Apart from the gracious work of God by the Spirit, they respond to God and to his truth like stubborn, rebellious children.  

Travis Allen

To their minds, that explanation justified their inactivity, their failure to respond.  They’re basically saying this, listen, our refusal to obey is absolutely justified.  We have good cause not to listen to his preaching, not to follow his command to be baptized.  You wouldn’t ask us to listen to a man possessed by a demon, would you?  So you might think, if that’s really the charge, if that’s really the issue, you might think that when a man of quite the opposite character came to him, the Son of Man, this man, who did not isolate himself from the people but chose to mix in with them, you might think that they’d be really eager to listen.  Really eager to follow.  

They were just waiting for someone with a different approach, right?  Different style, not someone who is so, so demonic.  It’s not about style.  Jesus ate and drank with the people.  That is to say, he just lived normal life.  He did grow up going to Chuck E. Cheese, and all the rest.  He did grow up in a carpenter’s house.  He did grow up, mixing with the people, the villagers in Nazareth.  He did grow up with all the issues of life.  He spent time with people.  He attended, as we saw in Luke 5, a tax collector’s banquet.  He met all that guy’s unsavory friends.  

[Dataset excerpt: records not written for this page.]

//! Models - typed rows a repository reads and writes through a [`ModelStore`].
//!
//! A model names its table, exposes its primary key and statically declares
//! whether it soft-deletes. Everything else is plain serde.
//!
//! ## Example
//!
//! ```ignore
//! use repository_criteria::{InMemoryModelStore, Model, ModelStore, Query, Columns};
//!
//! #[derive(Serialize, Deserialize, Clone, Model)]
//! #[model(table = "posts", soft_deletes)]
//! struct Post {
//!     pub id: String,
//!     pub title: String,
//!     #[serde(default)]
//!     pub deleted_at: Option<String>,
//! }
//!
//! let store = InMemoryModelStore::new();
//! store.create(&post)?;
//! let posts: Vec<Post> = store.get(&Query::for_model::<Post>(), &Columns::All)?;
//! ```
//!
//! [`ModelStore`]: crate::ModelStore

mod in_memory;
mod provider;
mod store;

use serde::{de::DeserializeOwned, Deserialize, Serialize};
use thiserror::Error;

/// Trait for types that can be persisted and queried.
pub trait Model: Serialize + DeserializeOwned + Clone + Send + Sync + 'static {
    /// The table holding this model's rows.
    const COLLECTION: &'static str;

    /// Whether deletes only flag rows as trashed (see [`DELETED_AT`]).
    ///
    /// [`DELETED_AT`]: crate::DELETED_AT
    const SOFT_DELETES: bool = false;

    /// Returns the unique identifier for this model instance.
    fn id(&self) -> &str;

    /// Short type name without its module path, used in messages.
    fn model_name() -> &'static str {
        short_type_name::<Self>()
    }
}

pub(crate) fn short_type_name<T: ?Sized>() -> &'static str {
    let full = std::any::type_name::<T>();
    let base = full.split('<').next().unwrap_or(full);
    base.rsplit("::").next().unwrap_or(base)
}

/// Which attributes a read returns.
///
/// Deserializes from `null` (all columns) or a list of names.
#[derive(Debug, Clone, Default, PartialEq, Eq, Serialize, Deserialize)]
#[serde(untagged)]
pub enum Columns {
    #[default]
    All,
    Only(Vec<String>),
}

impl Columns {
    pub fn only<I, S>(columns: I) -> Self
    where
        I: IntoIterator<Item = S>,
        S: Into<String>,
    {
        Columns::Only(columns.into_iter().map(Into::into).collect())
    }

    /// Whether `column` survives the projection. `*` in a list selects all.
    pub fn includes(&self, column: &str) -> bool {
        match self {
            Columns::All => true,
            Columns::Only(list) => list.iter().any(|c| {
                let name = c.rsplit('.').next().unwrap_or(c);
                name == "*" || name == column
            }),
        }
    }
}

/// One page of results with the totals needed to render pagination.
#[derive(Debug, Clone, PartialEq, Serialize)]
pub struct Page<T> {
    pub items: Vec<T>,
    pub total: usize,
    pub per_page: usize,
    pub current_page: usize,
    pub last_page: usize,
}

impl<T> Page<T> {
    pub fn new(items: Vec<T>, total: usize, per_page: usize, current_page: usize) -> Self {
        let per_page = per_page.max(1);
        let last_page = total.div_ceil(per_page).max(1);
        Self {
            items,
            total,
            per_page,
            current_page,
            last_page,
        }
    }

    pub fn has_more_pages(&self) -> bool {
        self.current_page < self.last_page
    }

    pub fn is_empty(&self) -> bool {
        self.items.is_empty()
    }
}

/// Error type for model store operations.
#[derive(Debug, Clone, PartialEq, Eq, Error)]
pub enum ModelError {
    #[error("model not found: {collection}:{id}")]
    NotFound { collection: String, id: String },
    /// A row with the same primary key already exists.
    #[error("model already exists: {collection}:{id}")]
    Conflict { collection: String, id: String },
    #[error("undefined relation {relation} on {collection}")]
    UnknownRelation { collection: String, relation: String },
    #[error("model serialization error: {0}")]
    Serde(String),
    #[error("model storage error: {0}")]
    Storage(String),
    #[error("unsupported operation: {0}")]
    Unsupported(String),
}

pub use in_memory::{InMemoryModelStore, Relation};
pub use provider::{Container, DefaultProvider, ModelProvider};
pub use store::ModelStore;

Did that satisfy them?  No, not at all.  They simply found a new excuse for their inactivity, their lack of submission, their disobedience.  And all of a sudden, they’ve changed their tune, right?  They’re worried about matters of diet and social associations.  These people have, have swung the opposite direction.  Now when considering following Jesus and his demands, they’ve turned into a bunch of moralizing teetotalers.  Oh, I don’t, I don’t drink, I don’t wanna be around him.  I don’t drink.  They’ve turn into a bunch of people on a Weight Watchers program or some, you know, vegan or something.  Oh, I, look at him, his diet, you know, I just can’t.  I, meat is murder, I’m just not into that.  

There’s an expression here.  Look at him.  It’s the word “behold.”  There’s a, a expression of shock, of, of dismay.  It’s really a totally false, it’s a fake expression of shock and dismay to mask their hypocrisy.  My friend, he’s drinking and eating.  So against all reason, with no evidence, they accused Jesus, the Son of Man, of possessing no self-control, of preferring the company of, of wicked people, because after all, that’s probably what’s in his heart.  We can’t follow this man.  He’s a, he’s a glutton and a drunkard.  A friend of tax collectors and sinners.  We though, are people of self-control.  We are people of good discipline and good morals.  We’re not interested in mixing with those kinds of people.  

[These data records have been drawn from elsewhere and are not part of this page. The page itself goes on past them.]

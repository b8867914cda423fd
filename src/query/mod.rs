//! Query - an immutable description of a read against one table.
//!
//! Every builder method consumes the query and returns the extended value, so
//! a query can be replayed, compared and inspected without touching a store.
//! Terminal verbs (`get`, `first`, `paginate`, ...) live on [`ModelStore`].
//!
//! ## Example
//!
//! ```ignore
//! use repository_criteria::{Direction, Operator, Query};
//!
//! let query = Query::new("posts")
//!     .and_where("status", Operator::Eq, "published")
//!     .where_group(|q| {
//!         q.or_where("title", Operator::Like, "%rust%")
//!             .or_where("body", Operator::Like, "%rust%")
//!     })
//!     .order_by("created_at", Direction::Desc)
//!     .with("comments.author");
//!
//! let (sql, bindings) = query.to_sql();
//! ```
//!
//! [`ModelStore`]: crate::ModelStore

mod eval;
mod sql;

use std::fmt;
use std::str::FromStr;

use serde::{Deserialize, Serialize};

use crate::model::Model;
use crate::value::Value;

pub(crate) use eval::{attribute, matches};

/// How a clause joins the clauses before it.
#[derive(Debug, Clone, Copy, PartialEq, Eq)]
pub enum Boolean {
    And,
    Or,
}

/// Comparison operator of a single predicate.
#[derive(Debug, Clone, Copy, PartialEq, Eq, Serialize, Deserialize)]
#[serde(rename_all = "snake_case")]
pub enum Operator {
    Eq,
    Ne,
    Lt,
    Lte,
    Gt,
    Gte,
    Like,
}

impl Operator {
    pub fn as_sql(&self) -> &'static str {
        match self {
            Operator::Eq => "=",
            Operator::Ne => "!=",
            Operator::Lt => "<",
            Operator::Lte => "<=",
            Operator::Gt => ">",
            Operator::Gte => ">=",
            Operator::Like => "like",
        }
    }
}

#[derive(Debug, Clone, PartialEq)]
pub enum Predicate {
    Compare {
        column: String,
        operator: Operator,
        value: Value,
    },
    /// A parenthesized set of clauses. An empty group matches every row.
    Group(Vec<Clause>),
}

#[derive(Debug, Clone, PartialEq)]
pub struct Clause {
    pub boolean: Boolean,
    pub predicate: Predicate,
}

/// Sort direction.
#[derive(Debug, Clone, Copy, Default, PartialEq, Eq, Serialize, Deserialize)]
#[serde(rename_all = "lowercase")]
pub enum Direction {
    #[default]
    Asc,
    Desc,
}

impl Direction {
    pub fn as_sql(&self) -> &'static str {
        match self {
            Direction::Asc => "asc",
            Direction::Desc => "desc",
        }
    }
}

impl fmt::Display for Direction {
    fn fmt(&self, f: &mut fmt::Formatter<'_>) -> fmt::Result {
        f.write_str(self.as_sql())
    }
}

#[derive(Debug, Clone, PartialEq, Eq)]
pub struct ParseDirectionError(pub String);

impl fmt::Display for ParseDirectionError {
    fn fmt(&self, f: &mut fmt::Formatter<'_>) -> fmt::Result {
        write!(f, "invalid sort direction: {}", self.0)
    }
}

impl std::error::Error for ParseDirectionError {}

impl FromStr for Direction {
    type Err = ParseDirectionError;

    fn from_str(s: &str) -> Result<Self, Self::Err> {
        match s.trim().to_ascii_lowercase().as_str() {
            "asc" => Ok(Direction::Asc),
            "desc" => Ok(Direction::Desc),
            _ => Err(ParseDirectionError(s.to_string())),
        }
    }
}

#[derive(Debug, Clone, PartialEq, Eq)]
pub struct Order {
    pub column: String,
    pub direction: Direction,
}

/// Column name checked for NULL when scoping out soft-deleted rows.
pub const DELETED_AT: &str = "deleted_at";

#[derive(Debug, Clone, PartialEq)]
pub struct Query {
    table: String,
    soft_deletes: bool,
    clauses: Vec<Clause>,
    orders: Vec<Order>,
    eager: Vec<String>,
    distinct: bool,
    with_trashed: bool,
}

impl Query {
    /// An unscoped query against `table`.
    pub fn new(table: impl Into<String>) -> Self {
        Self {
            table: table.into(),
            soft_deletes: false,
            clauses: Vec::new(),
            orders: Vec::new(),
            eager: Vec::new(),
            distinct: false,
            with_trashed: false,
        }
    }

    /// A fresh query scoped to the model's table, excluding trashed rows when
    /// the model soft-deletes.
    pub fn for_model<M: Model>() -> Self {
        Self {
            soft_deletes: M::SOFT_DELETES,
            ..Self::new(M::COLLECTION)
        }
    }

    pub fn and_where(self, column: impl Into<String>, operator: Operator, value: impl Into<Value>) -> Self {
        self.push_compare(Boolean::And, column.into(), operator, value.into())
    }

    pub fn or_where(self, column: impl Into<String>, operator: Operator, value: impl Into<Value>) -> Self {
        self.push_compare(Boolean::Or, column.into(), operator, value.into())
    }

    /// Add a parenthesized group ANDed with the existing clauses. The closure
    /// receives an empty query on the same table and its clauses become the group.
    pub fn where_group<F>(self, build: F) -> Self
    where
        F: FnOnce(Query) -> Query,
    {
        self.push_group(Boolean::And, build)
    }

    pub fn or_where_group<F>(self, build: F) -> Self
    where
        F: FnOnce(Query) -> Query,
    {
        self.push_group(Boolean::Or, build)
    }

    pub fn order_by(mut self, column: impl Into<String>, direction: Direction) -> Self {
        self.orders.push(Order {
            column: column.into(),
            direction,
        });
        self
    }

    /// Eager-load a relation path, e.g. `"comments"` or `"comments.author"`.
    pub fn with(mut self, relation: impl Into<String>) -> Self {
        self.eager.push(relation.into());
        self
    }

    pub fn distinct(mut self) -> Self {
        self.distinct = true;
        self
    }

    /// Include soft-deleted rows. No effect for tables without soft deletes.
    pub fn with_trashed(mut self) -> Self {
        self.with_trashed = true;
        self
    }

    pub fn table(&self) -> &str {
        &self.table
    }

    pub fn clauses(&self) -> &[Clause] {
        &self.clauses
    }

    pub fn orders(&self) -> &[Order] {
        &self.orders
    }

    pub fn eager_loads(&self) -> &[String] {
        &self.eager
    }

    pub fn is_distinct(&self) -> bool {
        self.distinct
    }

    pub fn soft_deletes(&self) -> bool {
        self.soft_deletes
    }

    pub fn includes_trashed(&self) -> bool {
        self.with_trashed
    }

    /// Whether rows flagged as trashed must be filtered out.
    pub fn excludes_trashed(&self) -> bool {
        self.soft_deletes && !self.with_trashed
    }

    fn push_compare(mut self, boolean: Boolean, column: String, operator: Operator, value: Value) -> Self {
        self.clauses.push(Clause {
            boolean,
            predicate: Predicate::Compare {
                column,
                operator,
                value,
            },
        });
        self
    }

    fn push_group<F>(mut self, boolean: Boolean, build: F) -> Self
    where
        F: FnOnce(Query) -> Query,
    {
        let nested = build(Query::new(self.table.clone()));
        self.clauses.push(Clause {
            boolean,
            predicate: Predicate::Group(nested.clauses),
        });
        self
    }
}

Where are these ridiculous unreasonable judgments coming from?  Who would draw such conclusions about John the Baptist?  About Jesus the Christ, Son of Man?  Again, these condemning judgments are just thinly veiled justifications.  They’re just justifying their wicked behavior.  They’re just masking their true sinful motivations, and their motivation is to remain exactly as they are and not move an inch.  They don’t want to humble themselves.  They don’t want to repent.  

But instead of admitting that, they blame shift and they make counter accusations.  “Who, us?  Oh, we’re not the problem.  It’s not our fault.  Of course we wanna do the will of God.  Of course we want truth.  We wanna listen.  We want to obey, but these two men, don’t ask me to obey these two men.  One of them is a demoniac, the other is a man of loose morals.  God wouldn’t want us to follow them.  So in the interest,” get this, this is the height of the hypocrisy here, they say, “in the interest of righteousness, we’re going to stay exactly where we are.  We’re not moving.  

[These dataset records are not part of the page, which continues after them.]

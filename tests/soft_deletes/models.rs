use repository_criteria::{InMemoryModelStore, Model, ModelStore, Relation};
use serde::{Deserialize, Serialize};

#[derive(Clone, Debug, Default, PartialEq, Serialize, Deserialize, Model)]
#[model(soft_deletes)]
pub struct Post {
    pub id: String,
    pub writer_id: String,
    pub title: String,
    pub status: String,
    #[serde(default)]
    pub deleted_at: Option<String>,
}

impl Post {
    pub fn new(id: &str, writer_id: &str, title: &str, status: &str) -> Self {
        Self {
            id: id.into(),
            writer_id: writer_id.into(),
            title: title.into(),
            status: status.into(),
            deleted_at: None,
        }
    }
}

#[derive(Clone, Debug, Default, PartialEq, Serialize, Deserialize, Model)]
pub struct Writer {
    pub id: String,
    pub name: String,
    #[serde(default)]
    pub posts: Vec<Post>,
}

pub fn seeded_store() -> InMemoryModelStore {
    let store = InMemoryModelStore::new();

    store
        .create(&Writer {
            id: "w1".into(),
            name: "Ada".into(),
            posts: Vec::new(),
        })
        .unwrap();

    for post in [
        Post::new("p1", "w1", "Hello", "draft"),
        Post::new("p2", "w1", "World", "published"),
        Post::new("p3", "w1", "Rust", "published"),
    ] {
        store.create(&post).unwrap();
    }

    store
        .define_relation(Writer::COLLECTION, "posts", Relation::has_many(Post::COLLECTION, "writer_id"))
        .unwrap();

    store
}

You know what that says?  It says that they see their own seated position, doing nothing, going nowhere as righteous.  They are self-righteous people.  These Pharisees and lawyers are their perfect leaders.  Incredible hubris from these lazy, childish people.  But that, folks, is the nature of unbelief.  When you boil it down, when you pull away all the hypocrisy and all the masks and all the justification, all the self-righteous excuses, when you boil it down, this is the nature of unbelief.  This is what God can see and what Jesus here exposes to us.  It’s what you and I have a hard time seeing a lot of times, right?   

Time and truth go hand in hand, though.  We give enough time.  We bring enough pressure and scrutiny from the Word.  You know what we see?  This, exactly this.  This is the attitude of unregenerate, recalcitrant sinners, who simply want to go their own way and never change.  Unconverted hearts always reject the truth and the rejection of the truth here is no small thing.  Their rejection would eventually lead to the crucifixion of Jesus the Messiah.  

He’d later tell his own disciples, Matthew 17:12-13.  He says, “I tell you, Elijah has already come, and they did not recognize him, but did to him whatever they pleased.”  He’s talking about John the Baptist.  “So also the Son of Man will certainly suffer at their hands.”  How could Jesus discern that?  When everything seems to be, goes, going so swimmingly well, how could Jesus discern this?  I mean, apart from his divine nature, how could he perceive that he and John would suffer the same fate of ultimately, ultimate rejection by the majority of Israel?  

Because early on, here especially, and even before this, things look so promising.  Weren’t most of the people according to verse 29, willing to acknowledge God’s justice?  Having been baptized with the baptism of John?  What happened to them to make them followers of the Pharisees and the lawyers in verse 30, who ignored God’s truth, rejected, spurned God’s will for themselves?  We find an answer to that at the beginning of John’s gospel.  You don’t need to turn there, but just jot down John 2:22 or 23-25, John 2:23-25.  If you’re quick, you can get there.  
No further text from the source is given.